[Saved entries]
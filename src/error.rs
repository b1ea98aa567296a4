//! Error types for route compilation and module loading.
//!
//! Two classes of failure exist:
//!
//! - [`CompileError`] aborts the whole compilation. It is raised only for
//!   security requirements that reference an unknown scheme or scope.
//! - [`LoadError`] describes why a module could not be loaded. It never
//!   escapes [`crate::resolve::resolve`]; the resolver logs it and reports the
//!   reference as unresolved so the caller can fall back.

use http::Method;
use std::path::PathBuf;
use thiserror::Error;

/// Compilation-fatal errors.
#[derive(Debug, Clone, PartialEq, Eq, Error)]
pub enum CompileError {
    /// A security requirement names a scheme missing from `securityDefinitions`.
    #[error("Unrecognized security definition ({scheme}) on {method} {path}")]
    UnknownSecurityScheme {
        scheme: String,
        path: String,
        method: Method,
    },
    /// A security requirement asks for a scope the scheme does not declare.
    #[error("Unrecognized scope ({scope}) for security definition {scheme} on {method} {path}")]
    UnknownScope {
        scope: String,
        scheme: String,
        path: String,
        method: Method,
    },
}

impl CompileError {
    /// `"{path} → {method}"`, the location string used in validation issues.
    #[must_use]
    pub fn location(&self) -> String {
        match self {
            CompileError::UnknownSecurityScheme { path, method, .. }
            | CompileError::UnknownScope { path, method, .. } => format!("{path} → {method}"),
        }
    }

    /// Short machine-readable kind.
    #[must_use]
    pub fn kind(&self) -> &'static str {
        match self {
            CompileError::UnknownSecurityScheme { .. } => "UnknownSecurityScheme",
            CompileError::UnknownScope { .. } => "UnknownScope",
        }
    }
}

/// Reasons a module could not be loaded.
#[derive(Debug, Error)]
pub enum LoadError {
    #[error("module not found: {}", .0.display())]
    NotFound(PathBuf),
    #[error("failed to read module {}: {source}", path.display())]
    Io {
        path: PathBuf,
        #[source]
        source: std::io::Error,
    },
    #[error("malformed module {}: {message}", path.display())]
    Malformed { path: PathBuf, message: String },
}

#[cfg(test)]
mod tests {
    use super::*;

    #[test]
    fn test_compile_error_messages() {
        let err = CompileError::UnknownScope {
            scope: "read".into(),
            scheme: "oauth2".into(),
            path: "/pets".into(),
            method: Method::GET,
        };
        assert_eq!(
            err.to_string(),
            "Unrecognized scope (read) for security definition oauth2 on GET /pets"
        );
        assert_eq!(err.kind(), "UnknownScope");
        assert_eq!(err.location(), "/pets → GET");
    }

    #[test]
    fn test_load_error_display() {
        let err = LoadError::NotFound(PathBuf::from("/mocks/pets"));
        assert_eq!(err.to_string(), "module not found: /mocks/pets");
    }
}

==

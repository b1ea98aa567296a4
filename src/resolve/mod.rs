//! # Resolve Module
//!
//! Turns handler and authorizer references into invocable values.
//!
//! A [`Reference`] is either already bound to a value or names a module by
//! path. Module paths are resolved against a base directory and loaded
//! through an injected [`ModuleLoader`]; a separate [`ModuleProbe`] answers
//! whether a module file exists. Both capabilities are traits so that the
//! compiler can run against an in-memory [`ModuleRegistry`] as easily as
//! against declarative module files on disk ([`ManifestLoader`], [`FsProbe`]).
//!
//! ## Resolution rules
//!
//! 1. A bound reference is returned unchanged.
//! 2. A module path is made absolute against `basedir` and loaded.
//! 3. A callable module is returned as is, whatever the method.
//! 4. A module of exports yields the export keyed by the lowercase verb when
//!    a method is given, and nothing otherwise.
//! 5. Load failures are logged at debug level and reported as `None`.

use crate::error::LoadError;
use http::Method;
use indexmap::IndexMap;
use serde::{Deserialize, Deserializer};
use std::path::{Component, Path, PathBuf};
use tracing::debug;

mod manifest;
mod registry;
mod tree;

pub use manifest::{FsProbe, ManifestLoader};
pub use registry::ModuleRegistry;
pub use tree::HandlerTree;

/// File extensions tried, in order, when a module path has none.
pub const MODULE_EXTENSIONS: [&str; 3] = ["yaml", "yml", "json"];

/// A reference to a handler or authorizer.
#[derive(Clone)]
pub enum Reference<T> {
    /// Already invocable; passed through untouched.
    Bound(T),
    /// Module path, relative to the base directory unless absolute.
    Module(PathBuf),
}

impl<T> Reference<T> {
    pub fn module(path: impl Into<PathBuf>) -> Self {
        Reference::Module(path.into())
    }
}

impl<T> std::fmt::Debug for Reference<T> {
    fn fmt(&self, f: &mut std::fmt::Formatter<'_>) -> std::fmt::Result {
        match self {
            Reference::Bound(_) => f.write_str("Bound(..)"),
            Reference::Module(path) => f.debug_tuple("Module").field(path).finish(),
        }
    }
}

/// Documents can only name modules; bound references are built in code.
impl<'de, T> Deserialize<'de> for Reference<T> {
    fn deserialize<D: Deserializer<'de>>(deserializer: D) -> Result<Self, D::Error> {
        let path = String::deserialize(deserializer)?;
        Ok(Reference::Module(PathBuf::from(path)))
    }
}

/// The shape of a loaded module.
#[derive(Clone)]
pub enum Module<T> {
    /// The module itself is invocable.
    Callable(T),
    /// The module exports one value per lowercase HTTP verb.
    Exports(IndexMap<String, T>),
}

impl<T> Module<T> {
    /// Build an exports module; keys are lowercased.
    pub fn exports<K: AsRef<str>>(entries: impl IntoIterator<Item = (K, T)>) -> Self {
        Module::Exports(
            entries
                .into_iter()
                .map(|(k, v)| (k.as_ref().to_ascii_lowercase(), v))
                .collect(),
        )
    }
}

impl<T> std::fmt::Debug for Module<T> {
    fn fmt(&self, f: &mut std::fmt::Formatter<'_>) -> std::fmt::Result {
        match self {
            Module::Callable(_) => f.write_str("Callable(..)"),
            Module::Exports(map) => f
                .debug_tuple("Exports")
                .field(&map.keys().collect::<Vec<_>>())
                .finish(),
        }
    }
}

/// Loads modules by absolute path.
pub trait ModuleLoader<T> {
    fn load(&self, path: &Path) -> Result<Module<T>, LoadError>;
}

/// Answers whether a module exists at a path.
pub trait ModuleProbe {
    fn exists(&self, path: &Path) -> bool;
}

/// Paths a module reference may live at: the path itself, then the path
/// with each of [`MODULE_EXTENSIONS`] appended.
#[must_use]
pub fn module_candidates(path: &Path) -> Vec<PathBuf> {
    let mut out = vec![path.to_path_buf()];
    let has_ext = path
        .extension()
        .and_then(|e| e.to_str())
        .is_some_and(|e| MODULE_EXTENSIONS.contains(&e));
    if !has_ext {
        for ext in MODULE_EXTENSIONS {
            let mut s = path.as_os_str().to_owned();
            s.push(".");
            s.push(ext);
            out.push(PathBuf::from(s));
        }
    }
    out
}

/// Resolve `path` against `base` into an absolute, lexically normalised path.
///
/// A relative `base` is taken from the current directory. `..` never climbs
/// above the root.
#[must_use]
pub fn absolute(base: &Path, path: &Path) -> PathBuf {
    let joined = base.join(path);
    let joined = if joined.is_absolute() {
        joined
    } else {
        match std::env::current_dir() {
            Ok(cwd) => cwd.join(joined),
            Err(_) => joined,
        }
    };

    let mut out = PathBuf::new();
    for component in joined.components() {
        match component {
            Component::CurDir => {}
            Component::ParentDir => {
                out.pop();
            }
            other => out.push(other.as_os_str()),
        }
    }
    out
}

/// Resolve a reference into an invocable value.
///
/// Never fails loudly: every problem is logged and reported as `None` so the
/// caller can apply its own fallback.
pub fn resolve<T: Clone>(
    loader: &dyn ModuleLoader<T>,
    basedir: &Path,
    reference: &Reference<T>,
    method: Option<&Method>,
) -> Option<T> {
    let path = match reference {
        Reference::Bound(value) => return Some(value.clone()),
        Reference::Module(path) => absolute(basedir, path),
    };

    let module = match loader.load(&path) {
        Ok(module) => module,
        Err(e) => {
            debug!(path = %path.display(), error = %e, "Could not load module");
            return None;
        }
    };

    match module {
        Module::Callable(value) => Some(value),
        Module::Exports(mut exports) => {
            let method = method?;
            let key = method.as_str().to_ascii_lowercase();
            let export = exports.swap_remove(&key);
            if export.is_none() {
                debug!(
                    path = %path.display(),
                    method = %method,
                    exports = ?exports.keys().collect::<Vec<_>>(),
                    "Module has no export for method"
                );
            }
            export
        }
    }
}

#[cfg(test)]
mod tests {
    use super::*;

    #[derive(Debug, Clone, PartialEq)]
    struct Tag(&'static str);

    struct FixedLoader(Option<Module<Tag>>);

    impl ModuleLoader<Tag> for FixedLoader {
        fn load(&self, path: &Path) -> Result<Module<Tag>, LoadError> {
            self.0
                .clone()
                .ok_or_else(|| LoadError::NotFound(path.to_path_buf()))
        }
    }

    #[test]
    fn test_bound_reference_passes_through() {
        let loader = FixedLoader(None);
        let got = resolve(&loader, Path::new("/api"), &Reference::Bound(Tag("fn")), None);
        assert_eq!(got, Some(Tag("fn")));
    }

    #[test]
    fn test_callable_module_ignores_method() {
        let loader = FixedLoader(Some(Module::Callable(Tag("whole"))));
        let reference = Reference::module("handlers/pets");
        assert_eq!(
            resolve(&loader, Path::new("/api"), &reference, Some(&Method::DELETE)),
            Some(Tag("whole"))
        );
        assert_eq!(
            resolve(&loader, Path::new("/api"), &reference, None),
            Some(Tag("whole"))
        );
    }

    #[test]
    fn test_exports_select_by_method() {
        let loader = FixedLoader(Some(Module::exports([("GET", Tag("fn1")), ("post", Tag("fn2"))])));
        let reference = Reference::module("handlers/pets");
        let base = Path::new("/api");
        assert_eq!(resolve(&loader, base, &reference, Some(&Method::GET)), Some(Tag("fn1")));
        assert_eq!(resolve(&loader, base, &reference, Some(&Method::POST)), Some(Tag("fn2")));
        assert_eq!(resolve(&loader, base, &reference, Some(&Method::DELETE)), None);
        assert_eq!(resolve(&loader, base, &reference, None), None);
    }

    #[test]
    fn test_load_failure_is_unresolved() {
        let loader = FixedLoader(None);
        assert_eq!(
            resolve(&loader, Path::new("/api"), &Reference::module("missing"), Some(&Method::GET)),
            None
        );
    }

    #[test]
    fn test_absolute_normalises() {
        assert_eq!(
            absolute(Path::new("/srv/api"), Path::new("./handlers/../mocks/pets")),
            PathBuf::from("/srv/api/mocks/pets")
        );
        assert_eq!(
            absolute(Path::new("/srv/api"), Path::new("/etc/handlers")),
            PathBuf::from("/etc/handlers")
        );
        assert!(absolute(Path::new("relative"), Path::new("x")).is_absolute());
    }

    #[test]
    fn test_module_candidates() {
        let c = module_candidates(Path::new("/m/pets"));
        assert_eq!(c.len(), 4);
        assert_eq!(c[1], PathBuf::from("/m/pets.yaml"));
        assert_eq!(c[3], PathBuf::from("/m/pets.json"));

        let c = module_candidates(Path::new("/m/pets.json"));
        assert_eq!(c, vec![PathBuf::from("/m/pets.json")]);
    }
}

--

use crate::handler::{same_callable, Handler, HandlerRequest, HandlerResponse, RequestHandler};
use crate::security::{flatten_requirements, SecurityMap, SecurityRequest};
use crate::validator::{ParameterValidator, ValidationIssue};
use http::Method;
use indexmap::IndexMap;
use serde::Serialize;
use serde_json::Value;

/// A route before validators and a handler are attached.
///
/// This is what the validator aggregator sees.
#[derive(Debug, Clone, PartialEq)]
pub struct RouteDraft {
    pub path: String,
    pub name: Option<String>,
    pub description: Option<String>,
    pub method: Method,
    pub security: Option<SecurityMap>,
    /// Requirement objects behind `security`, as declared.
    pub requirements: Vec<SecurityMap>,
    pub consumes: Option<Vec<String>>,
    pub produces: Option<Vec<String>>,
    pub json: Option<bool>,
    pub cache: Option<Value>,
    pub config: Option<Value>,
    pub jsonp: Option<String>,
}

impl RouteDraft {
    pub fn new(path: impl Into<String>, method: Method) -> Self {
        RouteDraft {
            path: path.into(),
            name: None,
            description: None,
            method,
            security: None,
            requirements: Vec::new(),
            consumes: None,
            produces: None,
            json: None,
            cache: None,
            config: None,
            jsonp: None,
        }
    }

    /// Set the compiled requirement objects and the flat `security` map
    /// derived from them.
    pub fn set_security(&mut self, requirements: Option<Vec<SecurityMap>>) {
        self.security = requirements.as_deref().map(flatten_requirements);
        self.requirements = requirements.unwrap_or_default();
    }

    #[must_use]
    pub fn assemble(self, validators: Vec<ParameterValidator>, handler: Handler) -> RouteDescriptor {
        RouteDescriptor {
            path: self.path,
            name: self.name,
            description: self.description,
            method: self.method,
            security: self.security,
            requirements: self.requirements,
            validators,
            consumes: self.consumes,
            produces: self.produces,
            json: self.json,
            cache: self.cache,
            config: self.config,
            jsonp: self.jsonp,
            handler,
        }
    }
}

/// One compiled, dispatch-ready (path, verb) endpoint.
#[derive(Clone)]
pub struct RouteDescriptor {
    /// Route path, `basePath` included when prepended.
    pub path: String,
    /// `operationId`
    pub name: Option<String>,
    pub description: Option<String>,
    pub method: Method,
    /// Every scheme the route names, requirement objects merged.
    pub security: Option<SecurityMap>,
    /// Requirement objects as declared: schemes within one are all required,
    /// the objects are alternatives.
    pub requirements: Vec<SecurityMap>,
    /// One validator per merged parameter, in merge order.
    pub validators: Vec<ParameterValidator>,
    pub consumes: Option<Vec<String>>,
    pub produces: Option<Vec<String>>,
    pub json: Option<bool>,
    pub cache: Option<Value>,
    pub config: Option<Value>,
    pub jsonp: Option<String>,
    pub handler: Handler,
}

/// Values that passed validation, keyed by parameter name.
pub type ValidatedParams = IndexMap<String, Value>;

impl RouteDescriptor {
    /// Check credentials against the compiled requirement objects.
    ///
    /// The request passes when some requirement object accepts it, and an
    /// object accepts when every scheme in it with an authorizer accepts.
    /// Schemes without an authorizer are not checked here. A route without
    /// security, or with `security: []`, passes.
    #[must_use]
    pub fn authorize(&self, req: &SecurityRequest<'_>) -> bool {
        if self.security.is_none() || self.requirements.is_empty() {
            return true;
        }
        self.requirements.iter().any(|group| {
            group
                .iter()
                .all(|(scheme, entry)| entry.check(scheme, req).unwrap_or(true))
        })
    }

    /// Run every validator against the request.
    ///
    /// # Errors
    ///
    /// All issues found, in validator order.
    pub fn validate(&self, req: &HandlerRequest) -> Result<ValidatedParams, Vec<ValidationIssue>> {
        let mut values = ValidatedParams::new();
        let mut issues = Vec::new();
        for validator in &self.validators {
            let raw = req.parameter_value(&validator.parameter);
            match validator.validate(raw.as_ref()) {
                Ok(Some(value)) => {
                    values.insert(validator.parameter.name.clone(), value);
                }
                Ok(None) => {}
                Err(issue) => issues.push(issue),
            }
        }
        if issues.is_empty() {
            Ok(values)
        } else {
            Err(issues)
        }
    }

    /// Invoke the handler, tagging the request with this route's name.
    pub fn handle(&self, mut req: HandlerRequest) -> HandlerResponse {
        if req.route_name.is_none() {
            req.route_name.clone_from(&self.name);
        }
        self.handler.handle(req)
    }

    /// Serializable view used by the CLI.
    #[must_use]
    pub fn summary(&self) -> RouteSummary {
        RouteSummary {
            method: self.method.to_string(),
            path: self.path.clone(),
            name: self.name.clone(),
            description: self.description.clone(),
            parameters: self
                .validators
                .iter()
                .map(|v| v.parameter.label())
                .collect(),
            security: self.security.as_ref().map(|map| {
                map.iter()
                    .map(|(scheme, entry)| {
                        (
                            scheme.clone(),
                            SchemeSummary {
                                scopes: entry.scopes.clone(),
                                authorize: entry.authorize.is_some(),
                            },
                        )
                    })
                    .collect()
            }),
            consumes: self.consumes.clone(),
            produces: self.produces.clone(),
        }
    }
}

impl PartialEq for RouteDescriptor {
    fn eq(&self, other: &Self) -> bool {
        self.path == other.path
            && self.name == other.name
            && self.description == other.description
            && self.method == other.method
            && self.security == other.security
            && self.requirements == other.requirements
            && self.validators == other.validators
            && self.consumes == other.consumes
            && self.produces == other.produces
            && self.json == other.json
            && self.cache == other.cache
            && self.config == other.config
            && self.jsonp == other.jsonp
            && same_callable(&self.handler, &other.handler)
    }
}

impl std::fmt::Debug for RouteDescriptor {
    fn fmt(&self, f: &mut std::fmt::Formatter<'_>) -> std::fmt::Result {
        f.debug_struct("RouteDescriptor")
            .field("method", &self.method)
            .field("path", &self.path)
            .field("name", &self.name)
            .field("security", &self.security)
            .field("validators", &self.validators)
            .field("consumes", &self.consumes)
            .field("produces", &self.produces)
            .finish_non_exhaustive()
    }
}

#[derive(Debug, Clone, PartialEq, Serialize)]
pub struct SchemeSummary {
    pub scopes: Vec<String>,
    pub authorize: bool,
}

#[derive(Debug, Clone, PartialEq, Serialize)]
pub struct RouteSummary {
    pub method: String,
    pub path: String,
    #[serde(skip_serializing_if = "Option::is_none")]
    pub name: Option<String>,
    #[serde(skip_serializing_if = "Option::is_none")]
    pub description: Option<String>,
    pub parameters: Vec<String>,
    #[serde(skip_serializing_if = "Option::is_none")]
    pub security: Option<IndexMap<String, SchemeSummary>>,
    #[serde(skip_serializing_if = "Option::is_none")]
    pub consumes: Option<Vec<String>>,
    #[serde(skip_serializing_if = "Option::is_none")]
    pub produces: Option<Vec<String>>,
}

Exercise directions >> Read the entries and show each line that mentions "missing".

Problem solution >>
    /// A security requirement names a scheme missing from `securityDefinitions`.
            resolve(&loader, Path::new("/api"), &Reference::module("missing"), Some(&Method::GET)),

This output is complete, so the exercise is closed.